Det Sgt Pete Jessop, who leads the Operation RADAR team (Rogue traders And Distractions burglars And Rural crime), has asked residents for continued vigilance this spring and summer as the longer lighter days will undoubtedly lead to more rogue traders appearing in the county.
Talking about the campaign he said: “We have been in operation for three years and believe that we have built up enough intelligence and data to know who the majority of the rogue traders are from this county. It is this information that has and will continue to lead to arrests for rogue trader offences.”
He added: “Our time in operation has also allowed us to know the tricks and scams that these unscrupulous people will use. To help residents we have come up with a top 10 of likely things a rogue trader will say or do and it is this that we have decided to release to the public.
“This information should help you to continue to look after your elderly relatives, friends or neighbours and report any suspicious activity at their houses.”
The top 10 has been released after careful analysis of numerous situations and encounters that have arisen over past years and been reported to Norfolk Constabulary or Norfolk Trading Standards.
It is not an offence to knock on someone’s door and try to canvas or trade but this initial call can sometimes lead on to criminal offences. These offences can include distraction burglary or unnecessary home maintenance that is unwanted and both can cause occupants to lose a large quantity of money.
DS Jessop continued: “A rogue trader offence is as devastating to the victim as a distraction burglary is – there is embarrassment, shock and anger at realising you have been duped. However, I can reassure you that any incident or offence reported to us will be treated with the dignity and respect it deserves.
“There is definitely a trend and a routine that these people use when trying to get a householder to have work done. It can start off as an offer to do a small job which escalates, sometimes costing thousands of pounds. It can also be when the caller befriends a householder over a period of time offering to do work. Another clue to non genuine callers is if the work can be commenced straightaway - that in itself is a big giveaway.”

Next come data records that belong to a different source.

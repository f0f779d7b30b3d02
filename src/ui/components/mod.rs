//! Composable UI component renderers.
//!
//! Each component appends the plain-text rendering of one part of the
//! interface to an output buffer.
//!
//! # Components
//!
//! - [`header`]: Title bar with view tabs
//! - [`table`]: Table rows or grid cards for the current page
//! - [`footer`]: Page-number bar
//! - [`dialog`]: Delete confirmation box
//! - [`empty`]: Empty state message for an empty store
//!
//! # Layout
//!
//! ```text
//! [Header]
//! [Border]
//! [Error line, if any]
//! [Table or Grid | Empty state]
//! [Border]
//! [Pagination]
//! [Dialog, if any]
//! ```

mod dialog;
mod empty;
mod footer;
mod header;
mod table;

use crate::ui::viewmodel::{Body, UIViewModel};

use dialog::render_dialog;
use empty::render_empty_state;
use footer::render_pagination;
use header::render_header;
use table::{render_grid, render_table};

/// Width of horizontal borders.
const BORDER_WIDTH: usize = 72;

fn render_border(out: &mut String) {
    out.push_str(&"─".repeat(BORDER_WIDTH));
    out.push('\n');
}

/// Left-aligns `text` in `width` characters, counting chars rather than bytes.
pub(crate) fn pad(text: &str, width: usize) -> String {
    let len = text.chars().count();
    format!("{text}{}", " ".repeat(width.saturating_sub(len)))
}

/// Renders every component of `vm` in layout order.
pub fn render_page(vm: &UIViewModel, out: &mut String) {
    render_header(&vm.header, out);
    render_border(out);

    if let Some(error) = &vm.error {
        out.push_str("! ");
        out.push_str(error);
        out.push('\n');
    }

    match (&vm.empty_state, &vm.body) {
        (Some(empty), _) => render_empty_state(empty, out),
        (None, Body::Table(table)) => render_table(table, out),
        (None, Body::Grid(cards)) => render_grid(cards, out),
    }

    render_border(out);
    render_pagination(&vm.pagination, out);

    if let Some(dialog) = &vm.dialog {
        render_dialog(dialog, out);
    }
}

#[cfg(test)]
mod tests {
    use super::*;

    #[test]
    fn pad_counts_characters() {
        assert_eq!(pad("Işık", 6), "Işık  ");
        assert_eq!(pad("toolong", 3), "toolong");
    }
}
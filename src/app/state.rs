//! Application state management and view model computation.
//!
//! This module defines [`AppState`], the single source of truth for everything
//! the presentation layer shows: the loaded records, the current page, the view
//! mode, the delete dialog, the active locale and the last failure.
//!
//! # Architecture
//!
//! `AppState` holds the full record list as loaded from the store and derives
//! the visible page from it on demand. Page-changing requests outside
//! `1..=total_pages` are ignored; replacing the record list clamps the current
//! page back into range.
//!
//! # Example
//!
//! ```rust
//! use roster::app::{AppState, ViewMode};
//! use roster::i18n::{Catalog, Locale};
//!
//! let state = AppState::new(4, ViewMode::Table, Locale::En);
//! let catalog = Catalog::builtin()?;
//! let viewmodel = state.compute_viewmodel(&catalog);
//! assert!(viewmodel.empty_state.is_some());
//! # Ok::<(), roster::RosterError>(())
//! ```

use super::modes::{DeleteConfirmation, ViewMode};
use super::pagination;
use crate::domain::{Employee, EmployeeId, ErrorKind, RosterError};
use crate::i18n::{Locale, Translate};
use crate::ui::viewmodel::{
    Body, Card, DialogInfo, EmptyState, HeaderInfo, PaginationInfo, TableRow, TableView,
    UIViewModel, ViewTab,
};

/// Display format for dates in tables and cards.
const DATE_FORMAT: &str = "%d/%m/%Y";

/// Localization keys of the record fields, in column order.
const FIELD_KEYS: [&str; 8] = [
    "table.firstName",
    "table.lastName",
    "table.dateOfEmployment",
    "table.dateOfBirth",
    "table.phone",
    "table.email",
    "table.department",
    "table.position",
];

/// A failure kept for display until dismissed.
#[derive(Debug, Clone, PartialEq, Eq)]
pub struct LastError {
    pub kind: ErrorKind,
    pub message: String,
}

impl From<&RosterError> for LastError {
    fn from(error: &RosterError) -> Self {
        Self {
            kind: error.kind(),
            message: error.to_string(),
        }
    }
}

/// Central application state container.
#[derive(Debug, Clone)]
pub struct AppState {
    /// Every stored record, newest id first.
    pub employees: Vec<Employee>,

    /// 1-based page shown, always within `1..=total_pages()`.
    pub current_page: usize,

    /// Records per page, at least 1.
    pub items_per_page: usize,

    pub view_mode: ViewMode,

    /// Delete dialog state.
    pub confirmation: DeleteConfirmation,

    pub locale: Locale,

    /// Last failure reported by the store, until dismissed.
    pub last_error: Option<LastError>,

    /// Record loaded into the edit form, if one is open.
    pub editing: Option<Employee>,
}

impl AppState {
    /// Creates an empty state on page 1.
    ///
    /// An `items_per_page` of 0 is treated as 1.
    #[must_use]
    pub fn new(items_per_page: usize, view_mode: ViewMode, locale: Locale) -> Self {
        Self {
            employees: vec![],
            current_page: 1,
            items_per_page: items_per_page.max(1),
            view_mode,
            confirmation: DeleteConfirmation::Idle,
            locale,
            last_error: None,
            editing: None,
        }
    }

    #[must_use]
    pub fn total_pages(&self) -> usize {
        pagination::total_pages(self.employees.len(), self.items_per_page)
    }

    /// Records on the current page.
    #[must_use]
    pub fn visible_employees(&self) -> &[Employee] {
        pagination::slice(&self.employees, self.current_page, self.items_per_page)
    }

    /// Moves to `page`. Returns `false` and changes nothing if `page` is out of range.
    pub fn change_page(&mut self, page: usize) -> bool {
        if !pagination::is_valid_page(page, self.total_pages()) {
            tracing::debug!(page, total = self.total_pages(), "ignoring out-of-range page");
            return false;
        }
        if page == self.current_page {
            return false;
        }
        self.current_page = page;
        true
    }

    pub fn next_page(&mut self) -> bool {
        self.change_page(self.current_page + 1)
    }

    pub fn previous_page(&mut self) -> bool {
        self.current_page > 1 && self.change_page(self.current_page - 1)
    }

    /// Replaces the record list and clamps the current page.
    ///
    /// Returns whether anything visible changed.
    pub fn set_employees(&mut self, employees: Vec<Employee>) -> bool {
        let page = pagination::clamp_page(
            self.current_page,
            pagination::total_pages(employees.len(), self.items_per_page),
        );
        if employees == self.employees && page == self.current_page {
            tracing::debug!("employees unchanged");
            return false;
        }

        tracing::debug!(
            count = employees.len(),
            from_page = self.current_page,
            to_page = page,
            "employees replaced"
        );
        self.employees = employees;
        self.current_page = page;
        true
    }

    /// Looks up a loaded record.
    #[must_use]
    pub fn employee(&self, id: EmployeeId) -> Option<&Employee> {
        self.employees.iter().find(|employee| employee.id == Some(id))
    }

    /// Opens the delete dialog for `employee`, replacing any pending request.
    pub fn request_delete(&mut self, employee: Employee) {
        if let Some(previous) = self.confirmation.pending() {
            tracing::debug!(previous = ?previous.id, next = ?employee.id, "replacing pending deletion");
        }
        self.confirmation = DeleteConfirmation::Pending(employee);
    }

    /// Closes the delete dialog. Returns whether one was open.
    pub fn cancel_delete(&mut self) -> bool {
        let was_pending = self.confirmation.pending().is_some();
        self.confirmation = DeleteConfirmation::Idle;
        was_pending
    }

    /// Closes the delete dialog, handing back the record it was for.
    pub fn take_pending_delete(&mut self) -> Option<Employee> {
        match std::mem::take(&mut self.confirmation) {
            DeleteConfirmation::Pending(employee) => Some(employee),
            DeleteConfirmation::Idle => None,
        }
    }

    pub fn set_error(&mut self, kind: ErrorKind, message: impl Into<String>) {
        self.last_error = Some(LastError {
            kind,
            message: message.into(),
        });
    }

    /// Clears the last failure. Returns whether there was one.
    pub fn clear_error(&mut self) -> bool {
        self.last_error.take().is_some()
    }

    /// Computes a renderable UI view model with labels from `catalog`.
    #[must_use]
    pub fn compute_viewmodel(&self, catalog: &impl Translate) -> UIViewModel {
        let t = |key: &str| catalog.translate(self.locale, key, &[]);

        let empty_state = self.employees.is_empty().then(|| EmptyState {
            message: t("empty.message"),
            subtitle: t("empty.subtitle"),
        });

        let visible = self.visible_employees();
        let body = match self.view_mode {
            ViewMode::Table => Body::Table(TableView {
                columns: FIELD_KEYS.iter().map(|&key| t(key)).collect(),
                rows: visible
                    .iter()
                    .map(|employee| TableRow {
                        id: employee.id,
                        cells: field_values(employee).to_vec(),
                    })
                    .collect(),
            }),
            ViewMode::Grid => Body::Grid(
                visible
                    .iter()
                    .map(|employee| Card {
                        id: employee.id,
                        title: employee.full_name(),
                        fields: FIELD_KEYS
                            .iter()
                            .zip(field_values(employee))
                            .skip(2)
                            .map(|(&key, value)| (t(key), value))
                            .collect(),
                    })
                    .collect(),
            ),
        };

        let dialog = self.confirmation.pending().map(|employee| DialogInfo {
            title: t("dialog.title"),
            message: catalog.translate(
                self.locale,
                "dialog.message",
                &[("name", &employee.full_name())],
            ),
            proceed_label: t("dialog.proceed"),
            cancel_label: t("dialog.cancel"),
        });

        let error = self
            .last_error
            .as_ref()
            .map(|error| t(error.kind.message_key()));

        UIViewModel {
            header: self.compute_header(catalog),
            body,
            pagination: self.compute_pagination(catalog),
            dialog,
            empty_state,
            error,
        }
    }

    fn compute_header(&self, catalog: &impl Translate) -> HeaderInfo {
        let views = [ViewMode::Table, ViewMode::Grid]
            .into_iter()
            .map(|mode| ViewTab {
                label: catalog.translate(self.locale, mode.label_key(), &[]),
                active: mode == self.view_mode,
            })
            .collect();

        HeaderInfo {
            title: catalog.translate(self.locale, "header.title", &[]),
            add_label: catalog.translate(self.locale, "header.addNew", &[]),
            views,
        }
    }

    fn compute_pagination(&self, catalog: &impl Translate) -> PaginationInfo {
        let total = self.total_pages();
        let page = self.current_page.to_string();
        let total_text = total.to_string();

        PaginationInfo {
            slots: pagination::page_number_display_list(self.current_page, total),
            current_page: self.current_page,
            total_pages: total,
            previous_enabled: self.current_page > 1,
            next_enabled: self.current_page < total,
            previous_label: catalog.translate(self.locale, "pagination.previous", &[]),
            next_label: catalog.translate(self.locale, "pagination.next", &[]),
            summary: catalog.translate(
                self.locale,
                "pagination.summary",
                &[("page", &page), ("total", &total_text)],
            ),
        }
    }
}

/// Display text of each field, in [`FIELD_KEYS`] order.
fn field_values(employee: &Employee) -> [String; 8] {
    [
        employee.first_name.clone(),
        employee.last_name.clone(),
        employee.date_of_employment.format(DATE_FORMAT).to_string(),
        employee.date_of_birth.format(DATE_FORMAT).to_string(),
        employee.phone.clone(),
        employee.email.clone(),
        employee.department.to_string(),
        employee.position.to_string(),
    ]
}

#[cfg(test)]
mod tests {
    use super::*;
    use crate::app::pagination::PageSlot;
    use crate::domain::employee::sample_employee;
    use crate::i18n::Catalog;

    fn employees(count: u64) -> Vec<Employee> {
        (1..=count)
            .rev()
            .map(|n| {
                sample_employee(&format!("E{n}"), &format!("e{n}@company.com"))
                    .with_id(EmployeeId::new(n).unwrap())
            })
            .collect()
    }

    fn state_with(count: u64) -> AppState {
        let mut state = AppState::new(4, ViewMode::Table, Locale::En);
        state.set_employees(employees(count));
        state
    }

    #[test]
    fn five_records_split_four_and_one() {
        let mut state = state_with(5);
        assert_eq!(state.total_pages(), 2);
        assert_eq!(state.visible_employees().len(), 4);
        assert_eq!(state.visible_employees()[0].first_name, "E5");

        assert!(state.change_page(2));
        let last: Vec<_> = state.visible_employees().iter().map(|e| &e.first_name).collect();
        assert_eq!(last, vec!["E1"]);
    }

    #[test]
    fn out_of_range_pages_are_ignored() {
        let mut state = state_with(5);
        assert!(!state.change_page(0));
        assert!(!state.change_page(3));
        assert_eq!(state.current_page, 1);

        assert!(!state.previous_page());
        assert!(state.next_page());
        assert!(!state.next_page());
        assert_eq!(state.current_page, 2);
    }

    #[test]
    fn shrinking_list_clamps_current_page() {
        let mut state = state_with(9);
        assert!(state.change_page(3));

        assert!(state.set_employees(employees(5)));
        assert_eq!(state.current_page, 2);

        assert!(state.set_employees(vec![]));
        assert_eq!(state.current_page, 1);
        assert!(state.visible_employees().is_empty());
    }

    #[test]
    fn identical_reload_is_not_a_change() {
        let mut state = state_with(3);
        assert!(!state.set_employees(employees(3)));
    }

    #[test]
    fn last_delete_request_wins() {
        let mut state = state_with(3);
        let first = state.employees[0].clone();
        let second = state.employees[1].clone();

        state.request_delete(first);
        state.request_delete(second.clone());

        assert_eq!(state.take_pending_delete(), Some(second));
        assert_eq!(state.confirmation, DeleteConfirmation::Idle);
        assert_eq!(state.take_pending_delete(), None);
    }

    #[test]
    fn cancel_reports_whether_a_dialog_was_open() {
        let mut state = state_with(1);
        assert!(!state.cancel_delete());
        state.request_delete(state.employees[0].clone());
        assert!(state.cancel_delete());
        assert!(state.confirmation.pending().is_none());
    }

    #[test]
    fn empty_store_viewmodel() {
        let state = AppState::new(4, ViewMode::Table, Locale::En);
        let vm = state.compute_viewmodel(&Catalog::builtin().unwrap());

        assert_eq!(vm.empty_state.as_ref().unwrap().message, "No employees found");
        assert!(vm.body.is_empty());
        assert_eq!(vm.pagination.slots, vec![PageSlot::Page(1)]);
        assert_eq!(vm.pagination.summary, "Page 1 of 1");
        assert!(!vm.pagination.previous_enabled);
        assert!(!vm.pagination.next_enabled);
    }

    #[test]
    fn table_viewmodel_is_localized() {
        let mut state = state_with(5);
        state.locale = Locale::Tr;
        let vm = state.compute_viewmodel(&Catalog::builtin().unwrap());

        let Body::Table(table) = &vm.body else {
            panic!("expected table body");
        };
        assert_eq!(table.columns[0], "Ad");
        assert_eq!(table.rows.len(), 4);
        assert_eq!(table.rows[0].cells[2], "15/01/2020");
        assert!(vm.header.views[0].active);
        assert!(vm.pagination.next_enabled);
    }

    #[test]
    fn grid_viewmodel_has_cards_titled_by_full_name() {
        let mut state = state_with(2);
        state.view_mode = ViewMode::Grid;
        let vm = state.compute_viewmodel(&Catalog::builtin().unwrap());

        let Body::Grid(cards) = &vm.body else {
            panic!("expected grid body");
        };
        assert_eq!(cards.len(), 2);
        assert_eq!(cards[0].title, "E2 Yılmaz");
        assert_eq!(cards[0].fields.len(), 6);
        assert!(vm.header.views[1].active);
    }

    #[test]
    fn pending_delete_shows_named_dialog() {
        let mut state = state_with(1);
        state.request_delete(state.employees[0].clone());
        let vm = state.compute_viewmodel(&Catalog::builtin().unwrap());

        let dialog = vm.dialog.unwrap();
        assert_eq!(dialog.message, "Selected Employee record of E1 Yılmaz will be deleted");
        assert_eq!(dialog.proceed_label, "Proceed");
    }

    #[test]
    fn last_error_is_shown_until_cleared() {
        let mut state = state_with(1);
        state.set_error(ErrorKind::DuplicateKey, "Duplicate key for unique index: email");
        let catalog = Catalog::builtin().unwrap();

        assert_eq!(
            state.compute_viewmodel(&catalog).error.as_deref(),
            Some("An employee with this email already exists")
        );
        assert!(state.clear_error());
        assert!(state.compute_viewmodel(&catalog).error.is_none());
    }
}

DS Jessop concluded by saying: “The easiest answer is to never deal with anyone on your doorstep. Display a ‘no cold calling’ sticker and politely use that to send the caller away. A genuine caller will come back by appointment when someone else can be there.”
Gary Young, Principal Trading Standards Officer from Norfolk County Council Trading Standards Service said: “To avoid cowboy builders and rogue traders we recommend householders using a trader from our Trusted Trader Scheme. All our Trusted Traders will meet a strict criteria and abide by a code of conduct. This includes giving written quotes and informing customers of their cancellation rights.
“You can view a range of traders and feedback from their customers on www.norfolk.gov.uk/trustedtrader or by calling 0344-800-8020.”
Here are the Top 10 false claims which may help you to recognise a rogue trader when they approach your door:
1) Faults have been identified that urgently need attention.
2) The work can start immediately. (In the majority of cases you do have the right to cancel within 7 days)
3) We have previously completed work on your house and have come back to finish off.
4) Will offer discounts for a variety of reasons: advert board outside house, cash, agrees to start work straightaway.
5) You are made to feel that you have lots in common with the ‘trader’.
6) Will start low on a fee for an insignificant job and increase pressure by ‘identifying’ another job that is urgent or necessary.
7) I used to work for a company that has been to the house before.
8) I have been recommended to attend your home from a neighbour (who turns out to be fictitious).
9) I have excess materials left over from a nearby job.
10) Householder being told that they owe money from a previous job at the house.